In re the Judicial Settlement of the Final Account of Proceedings of Chase Manhattan Bank

11 Misc. 3d 725
CourtNew York Surrogate's Court
DecidedDecember 30, 2005
StatusPublished

This text of 11 Misc. 3d 725 (In re the Judicial Settlement of the Final Account of Proceedings of Chase Manhattan Bank) is published on Counsel Stack Legal Research, covering New York Surrogate's Court primary law. Counsel Stack provides free access to over 12 million legal documents including statutes, case law, regulations, and constitutions.

Bluebook
In re the Judicial Settlement of the Final Account of Proceedings of Chase Manhattan Bank, 11 Misc. 3d 725 (N.Y. Super. Ct. 2005).

Opinion

OPINION OF THE COURT

Renee R. Roth, J.

At issue in these final accountings for three common trust funds is whether the decision of each accounting corporate trustee to terminate its fund was proper. In each case, the former common trust units held for individual trusts have been converted into shares of mutual funds under the corporate fiduciary’s control. Although it appears that such conversions have been approved in the past, there is no judicial comment on their merits despite the troubling issue that they raise, namely, whether the dismantling of common trusts leaves the beneficiaries of the underlying trusts less protected than they had been.

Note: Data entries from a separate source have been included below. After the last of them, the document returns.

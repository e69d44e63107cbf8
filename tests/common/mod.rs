//! Shared fixtures for integration tests.

#![allow(dead_code)]

use std::net::SocketAddr;
use std::sync::atomic::{AtomicU32, Ordering};
use std::sync::Arc;

use async_trait::async_trait;
use axum::routing::{get, post};
use axum::{Json, Router};
use serde_json::{json, Value};
use tokio::net::TcpListener;
use tokio::sync::mpsc;

use diagnosis_gateway::auth::{TokenClaims, TokenCodec};
use diagnosis_gateway::clock::ManualTimeSource;
use diagnosis_gateway::config::GatewayConfig;
use diagnosis_gateway::generator::{
    DiagnosisGenerator, GeneratedDiagnosis, GenerationError, GenerationRequest, PossibleDiagnosis,
    TreatmentSuggestion,
};
use diagnosis_gateway::{GatewayServer, Shutdown};

pub const API_KEY: &str = "svc-key-0123456789abcdef";
pub const JWT_SECRET: &str = "jwt-secret-0123456789abcdef0123456789";
pub const SERVICE: &str = "intake";
pub const NOW: u64 = 1_700_000_000;

pub fn test_config() -> GatewayConfig {
    let mut config = GatewayConfig::default();
    config.environment = "test".to_string();
    config.listener.bind_address = "127.0.0.1:0".to_string();
    config.auth.api_key = API_KEY.to_string();
    config.auth.jwt_secret = JWT_SECRET.to_string();
    config.auth.allowed_services = vec![SERVICE.to_string()];
    config.rate_limit.requests = 3;
    config.rate_limit.window_secs = 60;
    config.generator.max_attempts = 2;
    config.generator.base_delay_ms = 1;
    config.generator.max_delay_ms = 5;
    config.security.max_body_size = 16 * 1024;
    config.observability.metrics_enabled = false;
    config
}

fn suggestion(name: &str, reason: &str) -> TreatmentSuggestion {
    TreatmentSuggestion {
        name: name.to_string(),
        dosage: "150mg".to_string(),
        frequency: "once".to_string(),
        duration: "1 day".to_string(),
        reason: reason.to_string(),
        notes: None,
    }
}

pub fn diagnosis() -> GeneratedDiagnosis {
    GeneratedDiagnosis {
        possible_diagnoses: vec![PossibleDiagnosis {
            name: "Vaginal candidiasis".to_string(),
            confidence_score: 0.8,
            description: Some("Yeast overgrowth".to_string()),
        }],
        suggestions: vec![
            suggestion("Fluconazole", "candidiasis"),
            suggestion("Amoxicillin", "secondary infection"),
        ],
        clinical_reasoning: "White discharge with severe itching".to_string(),
        differential_considerations: vec!["Bacterial vaginosis".to_string()],
        recommended_investigations: vec![],
        patient_education: vec!["Avoid scented products".to_string()],
        confidence_score: 0.8,
    }
}

/// Generator returning canned output and counting calls.
pub struct ScriptedGenerator {
    output: Result<GeneratedDiagnosis, GenerationError>,
    calls: AtomicU32,
}

impl ScriptedGenerator {
    pub fn ok() -> Arc<Self> {
        Self::returning(Ok(diagnosis()))
    }

    pub fn returning(output: Result<GeneratedDiagnosis, GenerationError>) -> Arc<Self> {
        Arc::new(Self {
            output,
            calls: AtomicU32::new(0),
        })
    }

    pub fn calls(&self) -> u32 {
        self.calls.load(Ordering::SeqCst)
    }
}

#[async_trait]
impl DiagnosisGenerator for ScriptedGenerator {
    async fn generate(&self, _request: &GenerationRequest) -> Result<GeneratedDiagnosis, GenerationError> {
        self.calls.fetch_add(1, Ordering::SeqCst);
        self.output.clone()
    }
}

pub fn server(config: GatewayConfig, generator: Arc<dyn DiagnosisGenerator>) -> GatewayServer {
    GatewayServer::with_clock(config, generator, Arc::new(ManualTimeSource::new(NOW)))
}

pub fn structured_payload() -> Value {
    json!({
        "patient_profile": { "age": 29, "request_id": "req_allergy_002", "timestamp": "2025-01-15T10:30:00Z" },
        "primary_complaint": {
            "main_symptom": "vaginal_discharge",
            "duration": "3 days",
            "severity": "moderate",
            "onset": "gradual",
            "progression": "stable"
        },
        "symptom_specific_details": {
            "discharge_characteristics": {
                "color": "white",
                "consistency": "cottage cheese",
                "odor": "none",
                "associated_itching": "severe"
            }
        },
        "medical_context": { "allergies": ["penicillin"], "medical_conditions": [] }
    })
}

pub fn simple_payload() -> Value {
    json!({
        "symptoms": ["vaginal discharge", "itching"],
        "patient_age": 29,
        "severity_level": "moderate",
        "duration": "3 days"
    })
}

/// Sign a token valid around `NOW`.
pub fn bearer_token(subject: &str, scope: Option<&str>) -> String {
    TokenCodec::new(JWT_SECRET)
        .sign(&TokenClaims {
            sub: subject.to_string(),
            iat: NOW - 60,
            exp: NOW + 3600,
            scope: scope.map(str::to_string),
        })
        .unwrap()
}

/// Sign a token valid around the real clock.
pub fn live_bearer_token(subject: &str) -> String {
    let now = std::time::SystemTime::now()
        .duration_since(std::time::UNIX_EPOCH)
        .unwrap()
        .as_secs();
    TokenCodec::new(JWT_SECRET)
        .sign(&TokenClaims {
            sub: subject.to_string(),
            iat: now,
            exp: now + 3600,
            scope: None,
        })
        .unwrap()
}

/// Start an upstream generator over HTTP. Returns the generate endpoint URL
/// and the call counter.
pub async fn start_mock_generator(body: Value) -> (String, Arc<AtomicU32>) {
    let calls = Arc::new(AtomicU32::new(0));
    let counter = calls.clone();
    let router = Router::new()
        .route(
            "/generate",
            post(move || {
                let counter = counter.clone();
                let body = body.clone();
                async move {
                    counter.fetch_add(1, Ordering::SeqCst);
                    Json(body)
                }
            }),
        )
        .route("/health", get(|| async { "ok" }));

    let listener = TcpListener::bind("127.0.0.1:0").await.unwrap();
    let addr = listener.local_addr().unwrap();
    tokio::spawn(async move {
        axum::serve(listener, router).await.unwrap();
    });
    (format!("http://{addr}/generate"), calls)
}

/// Run a gateway on a real ephemeral port.
pub async fn spawn_gateway(server: GatewayServer) -> (SocketAddr, Shutdown, mpsc::UnboundedSender<GatewayConfig>) {
    let listener = TcpListener::bind("127.0.0.1:0").await.unwrap();
    let addr = listener.local_addr().unwrap();
    let shutdown = Shutdown::new();
    let (updates_tx, updates_rx) = mpsc::unbounded_channel();

    let stop = shutdown.clone();
    tokio::spawn(async move {
        server.run(listener, updates_rx, &stop).await.unwrap();
    });
    (addr, shutdown, updates_tx)
}
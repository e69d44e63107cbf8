//! Typed field access over `serde_json::Value` that records errors instead
//! of returning early.
//!
//! Every accessor pushes at most one error for the field it inspects and
//! returns `None` when the field is absent or invalid. JSON `null` counts as
//! absent for scalars and objects.

use std::ops::RangeInclusive;

use serde::de::DeserializeOwned;
use serde_json::{Map, Value};

use crate::intake::error::{FieldError, FieldErrorReason};

pub(crate) type Object = Map<String, Value>;

#[derive(Debug, Clone, Copy, PartialEq, Eq)]
pub(crate) enum Presence {
    Required,
    Optional,
}

/// Join a parent path and a key.
pub(crate) fn join(parent: &str, key: &str) -> String {
    if parent.is_empty() {
        key.to_string()
    } else {
        format!("{parent}.{key}")
    }
}

fn json_type(value: &Value) -> &'static str {
    match value {
        Value::Null => "null",
        Value::Bool(_) => "boolean",
        Value::Number(_) => "number",
        Value::String(_) => "string",
        Value::Array(_) => "array",
        Value::Object(_) => "object",
    }
}

#[derive(Debug, Default)]
pub(crate) struct Walker {
    errors: Vec<FieldError>,
}

impl Walker {
    pub fn fail(&mut self, path: impl Into<String>, reason: FieldErrorReason, message: impl Into<String>) {
        self.errors.push(FieldError::new(path, reason, message));
    }

    pub fn is_clean(&self) -> bool {
        self.errors.is_empty()
    }

    pub fn into_errors(self) -> Vec<FieldError> {
        self.errors
    }

    /// Fetch `key`, reporting it as missing when required.
    fn lookup<'v>(&mut self, obj: &'v Object, key: &str, path: &str, presence: Presence) -> Option<&'v Value> {
        match obj.get(key) {
            Some(Value::Null) | None => {
                if presence == Presence::Required {
                    self.fail(path, FieldErrorReason::Missing, "field is required");
                }
                None
            }
            Some(value) => Some(value),
        }
    }

    fn wrong_type(&mut self, path: &str, expected: &str, found: &Value) {
        self.fail(
            path,
            FieldErrorReason::WrongType,
            format!("expected {expected}, found {}", json_type(found)),
        );
    }

    pub fn object<'v>(&mut self, obj: &'v Object, parent: &str, key: &str, presence: Presence) -> Option<&'v Object> {
        let path = join(parent, key);
        match self.lookup(obj, key, &path, presence)? {
            Value::Object(map) => Some(map),
            other => {
                self.wrong_type(&path, "object", other);
                None
            }
        }
    }

    /// A string whose trimmed length (in characters) lies within `len`.
    pub fn string<'v>(
        &mut self,
        obj: &'v Object,
        parent: &str,
        key: &str,
        presence: Presence,
        len: RangeInclusive<usize>,
    ) -> Option<&'v str> {
        let path = join(parent, key);
        let value = self.lookup(obj, key, &path, presence)?;
        let Value::String(s) = value else {
            self.wrong_type(&path, "string", value);
            return None;
        };
        self.check_len(&path, s, &len).then_some(s.as_str())
    }

    fn check_len(&mut self, path: &str, s: &str, len: &RangeInclusive<usize>) -> bool {
        let count = s.trim().chars().count();
        if count < *len.start() {
            let message = if count == 0 {
                "must not be blank".to_string()
            } else {
                format!("must be at least {} characters", len.start())
            };
            self.fail(path, FieldErrorReason::TooShort, message);
            false
        } else if count > *len.end() {
            self.fail(path, FieldErrorReason::TooLong, format!("must be at most {} characters", len.end()));
            false
        } else {
            true
        }
    }

    pub fn integer(
        &mut self,
        obj: &Object,
        parent: &str,
        key: &str,
        presence: Presence,
        range: RangeInclusive<i64>,
    ) -> Option<i64> {
        let path = join(parent, key);
        let value = self.lookup(obj, key, &path, presence)?;
        let Some(n) = value.as_i64() else {
            self.wrong_type(&path, "integer", value);
            return None;
        };
        if !range.contains(&n) {
            self.fail(
                &path,
                FieldErrorReason::OutOfRange,
                format!("must be between {} and {}", range.start(), range.end()),
            );
            return None;
        }
        Some(n)
    }

    pub fn boolean(&mut self, obj: &Object, parent: &str, key: &str, presence: Presence) -> Option<bool> {
        let path = join(parent, key);
        let value = self.lookup(obj, key, &path, presence)?;
        match value.as_bool() {
            Some(b) => Some(b),
            None => {
                self.wrong_type(&path, "boolean", value);
                None
            }
        }
    }

    /// An enumeration value, matched exactly through its serde representation.
    pub fn variant<T: DeserializeOwned>(
        &mut self,
        obj: &Object,
        parent: &str,
        key: &str,
        presence: Presence,
    ) -> Option<T> {
        let path = join(parent, key);
        let value = self.lookup(obj, key, &path, presence)?;
        if !value.is_string() {
            self.wrong_type(&path, "string", value);
            return None;
        }
        match serde_json::from_value::<T>(value.clone()) {
            Ok(v) => Some(v),
            Err(e) => {
                self.fail(&path, FieldErrorReason::UnknownVariant, e.to_string());
                None
            }
        }
    }

    /// A list of strings. Absent is an empty list; `null` is a type error.
    pub fn string_list<'v>(
        &mut self,
        obj: &'v Object,
        parent: &str,
        key: &str,
        items: RangeInclusive<usize>,
        item_len: RangeInclusive<usize>,
    ) -> Vec<(String, &'v str)> {
        let path = join(parent, key);
        let Some(value) = obj.get(key) else {
            if *items.start() > 0 {
                self.fail(&path, FieldErrorReason::Missing, "field is required");
            }
            return Vec::new();
        };
        let Value::Array(array) = value else {
            self.wrong_type(&path, "array of strings", value);
            return Vec::new();
        };

        if array.len() < *items.start() {
            self.fail(
                &path,
                FieldErrorReason::TooShort,
                format!("must contain at least {} item(s)", items.start()),
            );
        } else if array.len() > *items.end() {
            self.fail(
                &path,
                FieldErrorReason::TooLong,
                format!("must contain at most {} items", items.end()),
            );
        }

        let mut out = Vec::with_capacity(array.len());
        for (i, item) in array.iter().enumerate() {
            let item_path = format!("{path}[{i}]");
            match item {
                Value::String(s) => {
                    if self.check_len(&item_path, s, &item_len) {
                        out.push((item_path, s.as_str()));
                    }
                }
                other => self.wrong_type(&item_path, "string", other),
            }
        }
        out
    }
}

#[cfg(test)]
mod tests {
    use super::*;
    use serde_json::json;

    fn obj(value: Value) -> Object {
        match value {
            Value::Object(map) => map,
            _ => unreachable!("fixture must be an object"),
        }
    }

    #[test]
    fn test_collects_one_error_per_field() {
        let o = obj(json!({ "age": "twenty", "name": "", "flag": null }));
        let mut w = Walker::default();

        assert_eq!(w.integer(&o, "profile", "age", Presence::Required, 12..=100), None);
        assert_eq!(w.string(&o, "profile", "name", Presence::Required, 1..=10), None);
        assert_eq!(w.boolean(&o, "profile", "flag", Presence::Required), None);
        assert_eq!(w.boolean(&o, "profile", "other", Presence::Optional), None);

        let errors = w.into_errors();
        let summary: Vec<_> = errors.iter().map(|e| (e.path.as_str(), e.reason)).collect();
        assert_eq!(
            summary,
            vec![
                ("profile.age", FieldErrorReason::WrongType),
                ("profile.name", FieldErrorReason::TooShort),
                ("profile.flag", FieldErrorReason::Missing),
            ]
        );
    }

    #[test]
    fn test_string_list_reports_item_paths() {
        let o = obj(json!({ "meds": ["ibuprofen", 7, " "] }));
        let mut w = Walker::default();
        let items = w.string_list(&o, "ctx", "meds", 0..=10, 1..=50);

        assert_eq!(items, vec![("ctx.meds[0]".to_string(), "ibuprofen")]);
        let errors = w.into_errors();
        assert_eq!(errors[0].path, "ctx.meds[1]");
        assert_eq!(errors[1].path, "ctx.meds[2]");
    }

    #[test]
    fn test_range_boundaries_are_inclusive() {
        let o = obj(json!({ "low": 12, "high": 100, "over": 101 }));
        let mut w = Walker::default();
        assert_eq!(w.integer(&o, "", "low", Presence::Required, 12..=100), Some(12));
        assert_eq!(w.integer(&o, "", "high", Presence::Required, 12..=100), Some(100));
        assert_eq!(w.integer(&o, "", "over", Presence::Required, 12..=100), None);
        assert_eq!(w.into_errors()[0].reason, FieldErrorReason::OutOfRange);
    }
}
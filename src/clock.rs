//! Time sources.
//!
//! Token expiry and rate-limit windows are both computed in whole Unix
//! seconds. Components take an `Arc<dyn TimeSource>` so tests can pin the
//! clock instead of sleeping across window boundaries.

use std::sync::atomic::{AtomicU64, Ordering};
use std::time::{SystemTime, UNIX_EPOCH};

use chrono::{DateTime, SecondsFormat, Utc};

/// Source of the current Unix time in seconds.
pub trait TimeSource: Send + Sync {
    fn now(&self) -> u64;
}

/// Wall clock.
#[derive(Debug, Default, Clone, Copy)]
pub struct SystemTimeSource;

impl TimeSource for SystemTimeSource {
    fn now(&self) -> u64 {
        // A clock before the epoch reads as 0 rather than panicking.
        SystemTime::now()
            .duration_since(UNIX_EPOCH)
            .map(|d| d.as_secs())
            .unwrap_or(0)
    }
}

/// Manually driven clock for tests and simulations.
#[derive(Debug, Default)]
pub struct ManualTimeSource {
    now: AtomicU64,
}

impl ManualTimeSource {
    pub fn new(start: u64) -> Self {
        Self {
            now: AtomicU64::new(start),
        }
    }

    pub fn set(&self, now: u64) {
        self.now.store(now, Ordering::SeqCst);
    }

    pub fn advance(&self, secs: u64) {
        self.now.fetch_add(secs, Ordering::SeqCst);
    }
}

impl TimeSource for ManualTimeSource {
    fn now(&self) -> u64 {
        self.now.load(Ordering::SeqCst)
    }
}

/// RFC 3339 rendering of a Unix timestamp, as used in response bodies.
pub fn rfc3339(secs: u64) -> String {
    i64::try_from(secs)
        .ok()
        .and_then(|secs| DateTime::<Utc>::from_timestamp(secs, 0))
        .unwrap_or_else(Utc::now)
        .to_rfc3339_opts(SecondsFormat::Secs, true)
}
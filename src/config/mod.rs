//! Configuration management subsystem.
//!
//! # Data Flow
//! ```text
//! config file (TOML)
//!     → loader.rs (parse, deserialize, env overrides for secrets)
//!     → validation.rs (semantic checks)
//!     → GatewayConfig (validated, immutable)
//!     → passed by value into each component constructor
//!
//! On file change:
//!     watcher.rs detects change
//!     → loader.rs loads new config
//!     → validation.rs validates
//!     → http server rebuilds the pipeline and swaps it atomically
//! ```
//!
//! # Design Decisions
//! - Config is immutable once loaded; changes require full reload
//! - All fields have defaults to allow minimal configs
//! - Validation separates syntactic (serde) from semantic checks

pub mod loader;
pub mod schema;
pub mod validation;
pub mod watcher;

pub use loader::{load_config, ConfigError};
pub use schema::{
    AuthConfig, GatewayConfig, GeneratorConfig, ListenerConfig, LogFormat, ObservabilityConfig,
    RateLimitConfig, SecurityConfig, StoreFailurePolicy, TimeoutConfig, TlsConfig,
};
pub use validation::{validate_config, ConfigIssue};
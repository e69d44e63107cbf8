//! Metrics collection and exposition.
//!
//! # Metrics
//! - `gateway_requests_total` (counter): responses by route, status
//! - `gateway_request_duration_seconds` (histogram): latency by route
//! - `gateway_auth_failures_total` (counter): by auth error kind
//! - `gateway_rate_limited_total` (counter): rejections by reason
//! - `gateway_rate_limit_store_errors_total` (counter): counter store failures
//! - `gateway_validation_failures_total` (counter): rejected payloads by endpoint kind
//! - `gateway_generation_attempts_total` (counter): generator calls by outcome
//! - `gateway_safety_findings_total` (counter): allergy, interaction and gap findings
//! - `gateway_pipeline_failures_total` (counter): failed requests by stage
//!
//! Without an installed recorder every call below is a no-op, so unit tests
//! and the CLI never need one.

use std::net::SocketAddr;
use std::time::Instant;

use metrics_exporter_prometheus::PrometheusBuilder;

/// Install the Prometheus recorder and its scrape listener.
pub fn init_metrics(addr: SocketAddr) {
    match PrometheusBuilder::new().with_http_listener(addr).install() {
        Ok(()) => tracing::info!(address = %addr, "Metrics exporter listening"),
        Err(e) => tracing::error!(address = %addr, error = %e, "Failed to install metrics exporter"),
    }
}

pub fn record_request(route: &'static str, status: u16, start: Instant) {
    metrics::counter!("gateway_requests_total", "route" => route, "status" => status.to_string())
        .increment(1);
    metrics::histogram!("gateway_request_duration_seconds", "route" => route)
        .record(start.elapsed().as_secs_f64());
}

pub fn record_auth_failure(kind: &'static str) {
    metrics::counter!("gateway_auth_failures_total", "kind" => kind).increment(1);
}

pub fn record_rate_limited(reason: &'static str) {
    metrics::counter!("gateway_rate_limited_total", "reason" => reason).increment(1);
}

pub fn record_store_error() {
    metrics::counter!("gateway_rate_limit_store_errors_total").increment(1);
}

pub fn record_validation_failure(kind: &'static str) {
    metrics::counter!("gateway_validation_failures_total", "kind" => kind).increment(1);
}

pub fn record_generation_attempt(outcome: &'static str) {
    metrics::counter!("gateway_generation_attempts_total", "outcome" => outcome).increment(1);
}

pub fn record_safety_finding(kind: &'static str, count: usize) {
    if count > 0 {
        metrics::counter!("gateway_safety_findings_total", "kind" => kind).increment(count as u64);
    }
}

pub fn record_pipeline_failure(stage: &'static str) {
    metrics::counter!("gateway_pipeline_failures_total", "stage" => stage).increment(1);
}
impl<R: Clone> EditSession<R> {
    /// A session whose record is available locally.
    pub fn ready(action: EditAction, record: R) -> Self {
        let session = Self::blank(action, SessionState::Ready, Some(record));
        log::debug!("Edit session {} opened ({action:?})", session.id);
        session
    }

    /// A session that waits for the canonical record. Returns the load ticket.
    pub fn loading(action: EditAction) -> (Self, Ticket) {
        let mut session = Self::blank(action, SessionState::Initializing, None);
        let ticket = session.issue_ticket();
        log::debug!("Edit session {} opened, loading record", session.id);
        (session, ticket)
    }

    fn blank(action: EditAction, state: SessionState, record: Option<R>) -> Self {
        Self {
            id: Uuid::new_v4(),
            action,
            state,
            record,
            errors: ErrorList::new(),
            in_flight: None,
            next_seq: 0,
            outcome: None,
        }
    }

    fn issue_ticket(&mut self) -> Ticket {
        self.next_seq += 1;
        let ticket = Ticket {
            session: self.id,
            seq: self.next_seq,
        };
        self.in_flight = Some(ticket);
        ticket
    }

    /// Take `ticket` out of flight if it is the current request.
    fn accept(&mut self, ticket: Ticket, expected: &SessionState) -> bool {
        if ticket.session != self.id || self.in_flight != Some(ticket) || &self.state != expected
        {
            log::debug!(
                "Edit session {}: ignoring stale completion #{} (state {:?})",
                self.id,
                ticket.seq,
                self.state
            );
            return false;
        }
        self.in_flight = None;
        true
    }

    pub fn id(&self) -> Uuid {
        self.id
    }

    pub fn action(&self) -> EditAction {
        self.action
    }

    pub fn state(&self) -> &SessionState {
        &self.state
    }

    pub fn record(&self) -> Option<&R> {
        self.record.as_ref()
    }

    /// The editable record; `None` unless the form is [`SessionState::Ready`].
    pub fn record_mut(&mut self) -> Option<&mut R> {
        if self.state == SessionState::Ready {
            self.record.as_mut()
        } else {
            None
        }
    }

    pub fn errors(&self) -> &ErrorList {
        &self.errors
    }

    pub fn outcome(&self) -> Option<&WorkflowOutcome<R>> {
        self.outcome.as_ref()
    }

    pub fn into_outcome(self) -> Option<WorkflowOutcome<R>> {
        self.outcome
    }

    /// Apply the result of the initial fetch.
    ///
    /// A failed fetch ends the session in [`SessionState::Failed`].
    pub fn complete_load(&mut self, ticket: Ticket, result: CoreResult<R>) -> Completion {
        if !self.accept(ticket, &SessionState::Initializing) {
            return Completion::Stale;
        }
        match result {
            Ok(record) => {
                self.record = Some(record);
                self.state = SessionState::Ready;
                log::debug!("Edit session {} loaded", self.id);
                Completion::Applied
            }
            Err(e) => {
                e.log(&format!("Edit session {} failed to load", self.id));
                self.state = SessionState::Failed(e.to_string());
                Completion::Rejected
            }
        }
    }

    /// Validate and move to [`SessionState::Submitting`].
    ///
    /// `validate` may adjust the record and the error list. On success the
    /// returned copy of the record is what must be sent.
    pub fn begin_submit<F>(&mut self, validate: F) -> Result<(Ticket, R), SubmitError>
    where
        F: FnOnce(&mut R, &mut ErrorList) -> Result<(), SubmitError>,
    {
        match self.state {
            SessionState::Ready => {}
            SessionState::Submitting => return Err(SubmitError::Busy),
            SessionState::Initializing => return Err(SubmitError::NotReady),
            SessionState::Closed | SessionState::Dismissed | SessionState::Failed(_) => {
                return Err(SubmitError::Ended)
            }
        }
        let Some(record) = self.record.as_mut() else {
            return Err(SubmitError::NotReady);
        };

        if let Err(rejection) = validate(record, &mut self.errors) {
            log::debug!("Edit session {}: submit rejected: {rejection}", self.id);
            return Err(rejection);
        }

        let payload = record.clone();
        self.state = SessionState::Submitting;
        let ticket = self.issue_ticket();
        log::info!("Edit session {}: submitting ({:?})", self.id, self.action);
        Ok((ticket, payload))
    }

    /// Apply the remote response to a submit.
    ///
    /// `Ok(None)` means the service did not echo a record; the submitted local
    /// record becomes the result.
    pub fn complete_submit(&mut self, ticket: Ticket, result: CoreResult<Option<R>>) -> Completion {
        if !self.accept(ticket, &SessionState::Submitting) {
            return Completion::Stale;
        }
        match result {
            Ok(canonical) => {
                let record = canonical.or_else(|| self.record.clone());
                match record {
                    Some(record) => {
                        self.record = Some(record.clone());
                        self.outcome = Some(WorkflowOutcome::Success(record));
                        self.state = SessionState::Closed;
                        log::info!("Edit session {} closed", self.id);
                        Completion::Applied
                    }
                    None => {
                        self.state = SessionState::Ready;
                        Completion::Rejected
                    }
                }
            }
            Err(e) => {
                e.log(&format!("Edit session {}: submit failed", self.id));
                self.errors.replace_with(e.to_string());
                self.state = SessionState::Ready;
                Completion::Rejected
            }
        }
    }

    /// Dismiss the dialog. A session that already closed keeps its success.
    pub fn cancel(&mut self) -> WorkflowOutcome<R> {
        if self.state == SessionState::Closed {
            if let Some(outcome) = &self.outcome {
                return outcome.clone();
            }
        }
        if self.in_flight.take().is_some() {
            log::debug!("Edit session {}: dismissed with a request in flight", self.id);
        }
        self.state = SessionState::Dismissed;
        self.outcome = Some(WorkflowOutcome::Cancelled);
        log::info!("Edit session {} dismissed", self.id);
        WorkflowOutcome::Cancelled
    }
}

/// Records an invoking list can merge a session result into.
pub trait Keyed {
    type Key: PartialEq;

    /// `None` for records the server has not identified yet.
    fn record_key(&self) -> Option<Self::Key>;
}

impl Keyed for WorkflowConfig {
    type Key = i64;

    fn record_key(&self) -> Option<i64> {
        self.id
    }
}

impl Keyed for TermType {
    type Key = (String, String, String);

    fn record_key(&self) -> Option<Self::Key> {
        Some((
            self.terminology.clone(),
            self.version.clone(),
            self.abbreviation.clone(),
        ))
    }
}

impl Keyed for AttributeName {
    type Key = (String, String, String);

    fn record_key(&self) -> Option<Self::Key> {
        Some((
            self.terminology.clone(),
            self.version.clone(),
            self.abbreviation.clone(),
        ))
    }
}

impl Keyed for MetadataRecord {
    type Key = (termadmin_core::types::MetadataKind, String, String, String);

    fn record_key(&self) -> Option<Self::Key> {
        Some((
            self.kind(),
            self.terminology().to_string(),
            self.version().to_string(),
            self.abbreviation().to_string(),
        ))
    }
}

/// Replace the entry with the same key, or append.
pub fn merge_record<R: Keyed>(list: &mut Vec<R>, record: R) {
    let existing = record
        .record_key()
        .and_then(|key| list.iter().position(|r| r.record_key().as_ref() == Some(&key)));
    match existing {
        Some(index) => list[index] = record,
        None => list.push(record),
    }
}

Petitioners represent that the impetus for these conversions was the amendment of section 584 (h) of the Internal Revenue Code of 1986. As a result of such amendment, a financial institution maintaining a common trust fund may now exchange the units of such fund for corresponding units of a mutual fund under its control without recognizing any gain or loss for income tax purposes. In the past, any such exchange would have constituted a taxable event with potentially adverse tax consequences for the individual estates and trusts owning units in the common trust fund.

Accordingly, conversions from interests in common trust funds to interests in mutual funds are tax-neutral transactions. But that does not necessarily mean that unconditional termination of a common trust fund is totally without disadvantage to the underlying trusts.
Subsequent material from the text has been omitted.